# [Work to complete]
Among these records, tally each line with the word "TextDocument"; the answer is that number alone.

Dataset entries below:

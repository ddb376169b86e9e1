use std::sync::Arc;

use smallvec::SmallVec;

use crate::{
    animation::{anim::Keyframes, interpolator::KeyframeInterpolator},
    foundation::core::{Color, Frame, Point, Rect, Size, Transform3D, Vec2},
    foundation::math::remap,
    text::{
        animator::{SelectorBasis, TextAnimator, TextAnimatorNode},
        document::{Justification, TextDocument},
        fonts::{FontList, ResolvedFont, resolve_font},
        measure::{TextAttributes, TextMeasurer},
        provider::{DefaultTextProvider, TextProvider},
    },
};

/// Versioned capability flag enabling per-word surfaces, supplied by the decoder.
#[derive(Clone, Copy, Debug, PartialEq, Eq, serde::Serialize, serde::Deserialize)]
pub struct WordAnimation {
    /// Capability version.
    pub version: u32,
}

/// Decoded text layer.
#[derive(Clone, Debug)]
pub struct TextLayerModel {
    /// Keypath handed to the text provider.
    pub keypath: String,
    /// Keyframed document.
    pub document: Keyframes<TextDocument>,
    /// Keyframed anchor point of the layer transform.
    pub anchor_point: Keyframes<Point>,
    /// Animators in declaration order.
    pub animators: Vec<TextAnimator>,
    /// The layer is parented to another layer.
    pub has_parent: bool,
    /// Per-word surfaces requested by the animation.
    pub word_animation: Option<WordAnimation>,
}

impl TextLayerModel {
    /// Static layer showing `document`.
    pub fn new(keypath: impl Into<String>, document: TextDocument) -> Self {
        Self {
            keypath: keypath.into(),
            document: Keyframes::constant(document),
            anchor_point: Keyframes::constant(Point::ZERO),
            animators: Vec::new(),
            has_parent: false,
            word_animation: None,
        }
    }
}

/// Which backing surface an entry of the sublayer stack refers to.
#[derive(Clone, Copy, Debug, PartialEq, Eq)]
pub enum SurfaceRole {
    /// Fill surface.
    Fill,
    /// Stroke surface.
    Stroke,
}

/// Flavor of a text surface.
#[derive(Clone, Copy, Debug, PartialEq, Eq)]
pub enum SurfaceKind {
    /// Plain laid-out text.
    Plain,
    /// Text revealed word by word.
    WordAnimated {
        /// The layer has a parent; the frame moves down by a full font size.
        shifted: bool,
        /// Basis of the first animator's selector.
        based_on: Option<SelectorBasis>,
    },
}

/// Stroke attributes of a text run.
#[derive(Clone, Copy, Debug, PartialEq)]
pub struct TextStroke {
    /// Stroke color.
    pub color: Color,
    /// Stroke width.
    pub width: f64,
}

/// Attributed string assigned to a text surface.
#[derive(Clone, Debug, PartialEq)]
pub struct TextRun {
    /// Display text.
    pub text: String,
    /// Resolved font.
    pub font: ResolvedFont,
    /// Character spacing in points.
    pub tracking: f64,
    /// Foreground color.
    pub fill_color: Color,
    /// Stroke attributes, only on stroke runs.
    pub stroke: Option<TextStroke>,
    /// Paragraph line spacing.
    pub line_spacing: f64,
    /// Paragraph alignment.
    pub alignment: Justification,
}

/// Retained text surface handed to the host compositor.
#[derive(Clone, Debug, PartialEq)]
pub struct TextSurface {
    /// Surface flavor.
    pub kind: SurfaceKind,
    /// Current attributed string.
    pub run: Option<TextRun>,
    /// Hidden surfaces are skipped by the host.
    pub hidden: bool,
    /// Anchor point in unit coordinates of `frame`.
    pub anchor_point: Point,
    /// Opacity in `[0, 1]`.
    pub opacity: f64,
    /// Transform from the animator chain.
    pub transform: Transform3D,
    /// Surface font.
    pub font: Option<ResolvedFont>,
    /// Font size in points.
    pub font_size: f64,
    /// Foreground color.
    pub foreground: Color,
    /// Frame in layer space.
    pub frame: Rect,
    /// Text alignment.
    pub alignment: Justification,
    /// Backing scale.
    pub contents_scale: f64,
}

impl TextSurface {
    fn new(kind: SurfaceKind) -> Self {
        Self {
            kind,
            run: None,
            hidden: false,
            anchor_point: Point::new(0.5, 0.5),
            opacity: 1.0,
            transform: Transform3D::IDENTITY,
            font: None,
            font_size: 0.0,
            foreground: Color::BLACK,
            frame: Rect::ZERO,
            alignment: Justification::Left,
            contents_scale: 1.0,
        }
    }
}

/// Values resolved once per layout and shared by both surfaces.
struct Resolved {
    anchor_point: Point,
    opacity: f64,
    transform: Transform3D,
    font: ResolvedFont,
    font_size: f64,
    fill_color: Color,
    frame: Rect,
    alignment: Justification,
}

/// Text layer: keyframed document plus animator chain laid out into fill and stroke surfaces.
pub struct TextCompositionLayer {
    keypath: String,
    root_node: Option<TextAnimatorNode>,
    document: KeyframeInterpolator<TextDocument>,
    anchor_point: KeyframeInterpolator<Point>,
    fonts: Option<Arc<FontList>>,
    text_provider: Arc<dyn TextProvider>,
    fill: TextSurface,
    stroke: TextSurface,
    sublayers: SmallVec<[SurfaceRole; 2]>,
    render_scale: f64,
}

impl std::fmt::Debug for TextCompositionLayer {
    fn fmt(&self, f: &mut std::fmt::Formatter<'_>) -> std::fmt::Result {
        f.debug_struct("TextCompositionLayer")
            .field("keypath", &self.keypath)
            .field("sublayers", &self.sublayers)
            .field("render_scale", &self.render_scale)
            .finish_non_exhaustive()
    }
}

impl TextCompositionLayer {
    /// Build the layer for `model`.
    pub fn new(
        model: TextLayerModel,
        text_provider: Arc<dyn TextProvider>,
        fonts: Option<Arc<FontList>>,
    ) -> Self {
        let kind = match model.word_animation {
            Some(_) => SurfaceKind::WordAnimated {
                shifted: model.has_parent,
                based_on: model
                    .animators
                    .first()
                    .and_then(|a| a.selector.as_ref())
                    .map(|s| s.based_on),
            },
            None => SurfaceKind::Plain,
        };

        Self {
            keypath: model.keypath,
            root_node: TextAnimatorNode::chain(model.animators),
            document: KeyframeInterpolator::from_keyframes(model.document),
            anchor_point: KeyframeInterpolator::from_keyframes(model.anchor_point),
            fonts,
            text_provider,
            fill: TextSurface::new(kind),
            stroke: TextSurface::new(kind),
            sublayers: SmallVec::from_buf([SurfaceRole::Fill, SurfaceRole::Stroke]),
            render_scale: 1.0,
        }
    }

    /// Layer with the default text provider and no font list.
    pub fn with_defaults(model: TextLayerModel) -> Self {
        Self::new(model, Arc::new(DefaultTextProvider), None)
    }

    /// Keypath of the layer.
    pub fn keypath(&self) -> &str {
        &self.keypath
    }

    /// Fill surface.
    pub fn fill_surface(&self) -> &TextSurface {
        &self.fill
    }

    /// Stroke surface.
    pub fn stroke_surface(&self) -> &TextSurface {
        &self.stroke
    }

    /// Sublayer stack, bottom first.
    pub fn sublayers(&self) -> &[SurfaceRole] {
        &self.sublayers
    }

    /// Animator chain root.
    pub fn root_node(&self) -> Option<&TextAnimatorNode> {
        self.root_node.as_ref()
    }

    /// Frame the document was last sampled at.
    pub fn last_updated_frame(&self) -> Option<Frame> {
        self.document.last_updated_frame()
    }

    /// Propagate the render scale to both surfaces.
    pub fn set_render_scale(&mut self, scale: f64) {
        self.render_scale = scale;
        self.fill.contents_scale = scale;
        self.stroke.contents_scale = scale;
    }

    /// Replace the text provider and redisplay the last frame with forced updates.
    pub fn set_text_provider(
        &mut self,
        text_provider: Arc<dyn TextProvider>,
        measurer: &mut dyn TextMeasurer,
    ) {
        self.text_provider = text_provider;
        if let Some(last) = self.document.last_updated_frame() {
            self.display_contents(last, true, measurer);
        }
    }

    /// Lay out the layer for `frame`.
    ///
    /// Does nothing, and returns `false`, when neither the document nor the animator chain
    /// changed and `force_updates` is unset.
    pub fn display_contents(
        &mut self,
        frame: Frame,
        force_updates: bool,
        measurer: &mut dyn TextMeasurer,
    ) -> bool {
        self.fill.contents_scale = self.render_scale;
        self.stroke.contents_scale = self.render_scale;

        let document_update = self.document.has_update(frame);
        let animator_update = match self.root_node.as_mut() {
            Some(root) => root.update_contents(frame, force_updates),
            None => force_updates,
        };
        if !(document_update || animator_update) {
            tracing::trace!(layer = %self.keypath, frame = frame.as_f64(), "text unchanged");
            return false;
        }

        let doc = self.document.value(frame);
        let anchor_offset = self.anchor_point.value(frame);
        let text = self.text_provider.text_for(&self.keypath, &doc.text);
        if let Some(root) = self.root_node.as_mut() {
            root.rebuild_outputs(frame, &text);
        }
        let output = self.root_node.as_ref().map(|r| r.output());

        let fill_color = output.and_then(|o| o.fill_color).unwrap_or(doc.fill_color);
        let stroke_color = output.and_then(|o| o.stroke_color).or(doc.stroke_color);
        let stroke_width = output
            .and_then(|o| o.stroke_width)
            .unwrap_or(doc.stroke_width.unwrap_or(0.0));
        let tracking_em = output.and_then(|o| o.tracking).unwrap_or(doc.tracking);
        let tracking = doc.font_size * tracking_em / 1000.0;
        let opacity = output.map_or(1.0, |o| o.opacity);
        let transform = output.map_or(Transform3D::IDENTITY, |o| o.transform);

        let font = resolve_font(self.fonts.as_deref(), &doc.font_family, doc.font_size);
        let ascent = measurer.ascent(&font);
        let line_spacing = doc.line_spacing();

        let size = match doc.frame_size {
            Some(s) => Size::new(s.x, s.y),
            None => measurer.measure(
                &text,
                &TextAttributes {
                    font: &font,
                    tracking,
                    line_spacing,
                    alignment: doc.justification,
                },
            ),
        };

        let text_anchor = Point::new(
            doc.justification.anchor_x(size.width),
            ascent + doc.baseline.unwrap_or(0.0),
        );
        let anchor = text_anchor + anchor_offset.to_vec2();
        let anchor_point = Point::new(
            remap(anchor.x, 0.0, size.width, 0.0, 1.0),
            remap(anchor.y, 0.0, size.height, 0.0, 1.0),
        );

        let font_size = doc.font_size;
        let frame_rect = match doc.frame_position {
            Some(p) => Rect::from_origin_size((p.x, p.y - font_size * 0.2), size),
            None => Rect::from_origin_size((-text_anchor.x, -font_size), size),
        };

        tracing::debug!(
            layer = %self.keypath,
            frame = frame.as_f64(),
            width = size.width,
            height = size.height,
            generic_font = font.generic,
            "text layout"
        );

        let fill_run = TextRun {
            text,
            font: font.clone(),
            tracking,
            fill_color,
            stroke: None,
            line_spacing,
            alignment: doc.justification,
        };
        let resolved = Resolved {
            anchor_point,
            opacity,
            transform,
            font,
            font_size,
            fill_color,
            frame: frame_rect,
            alignment: doc.justification,
        };

        match stroke_color {
            Some(color) => {
                self.stroke.hidden = false;
                let on_top = if doc.stroke_over_fill {
                    SurfaceRole::Stroke
                } else {
                    SurfaceRole::Fill
                };
                self.raise(on_top);
                setup_surface(&mut self.stroke, &resolved);
                self.stroke.run = Some(TextRun {
                    stroke: Some(TextStroke {
                        color,
                        width: stroke_width,
                    }),
                    ..fill_run.clone()
                });
            }
            None => self.stroke.hidden = true,
        }

        setup_surface(&mut self.fill, &resolved);
        self.fill.run = Some(fill_run);
        true
    }

    /// Remove `role` from the sublayer stack and append it on top.
    fn raise(&mut self, role: SurfaceRole) {
        self.sublayers.retain(|r| *r != role);
        self.sublayers.push(role);
    }
}

fn setup_surface(surface: &mut TextSurface, r: &Resolved) {
    surface.anchor_point = r.anchor_point;
    surface.opacity = r.opacity;
    surface.transform = r.transform;
    surface.font_size = r.font_size;
    surface.font = Some(r.font.clone());
    surface.foreground = r.fill_color;
    surface.frame = r.frame;
    if let SurfaceKind::WordAnimated { shifted, .. } = surface.kind {
        let fs = surface.font_size;
        surface.frame = if shifted {
            Rect::new(
                surface.frame.x0,
                surface.frame.y0 + fs,
                surface.frame.x1,
                surface.frame.y1 + 2.0 * fs,
            )
        } else {
            surface.frame + Vec2::new(0.0, fs / 5.0)
        };
    }
    surface.alignment = r.alignment;
}

#[cfg(test)]
#[path = "../../tests/unit/text/layer.rs"]
mod tests;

End of Dataset entries.

# [Answer space]
4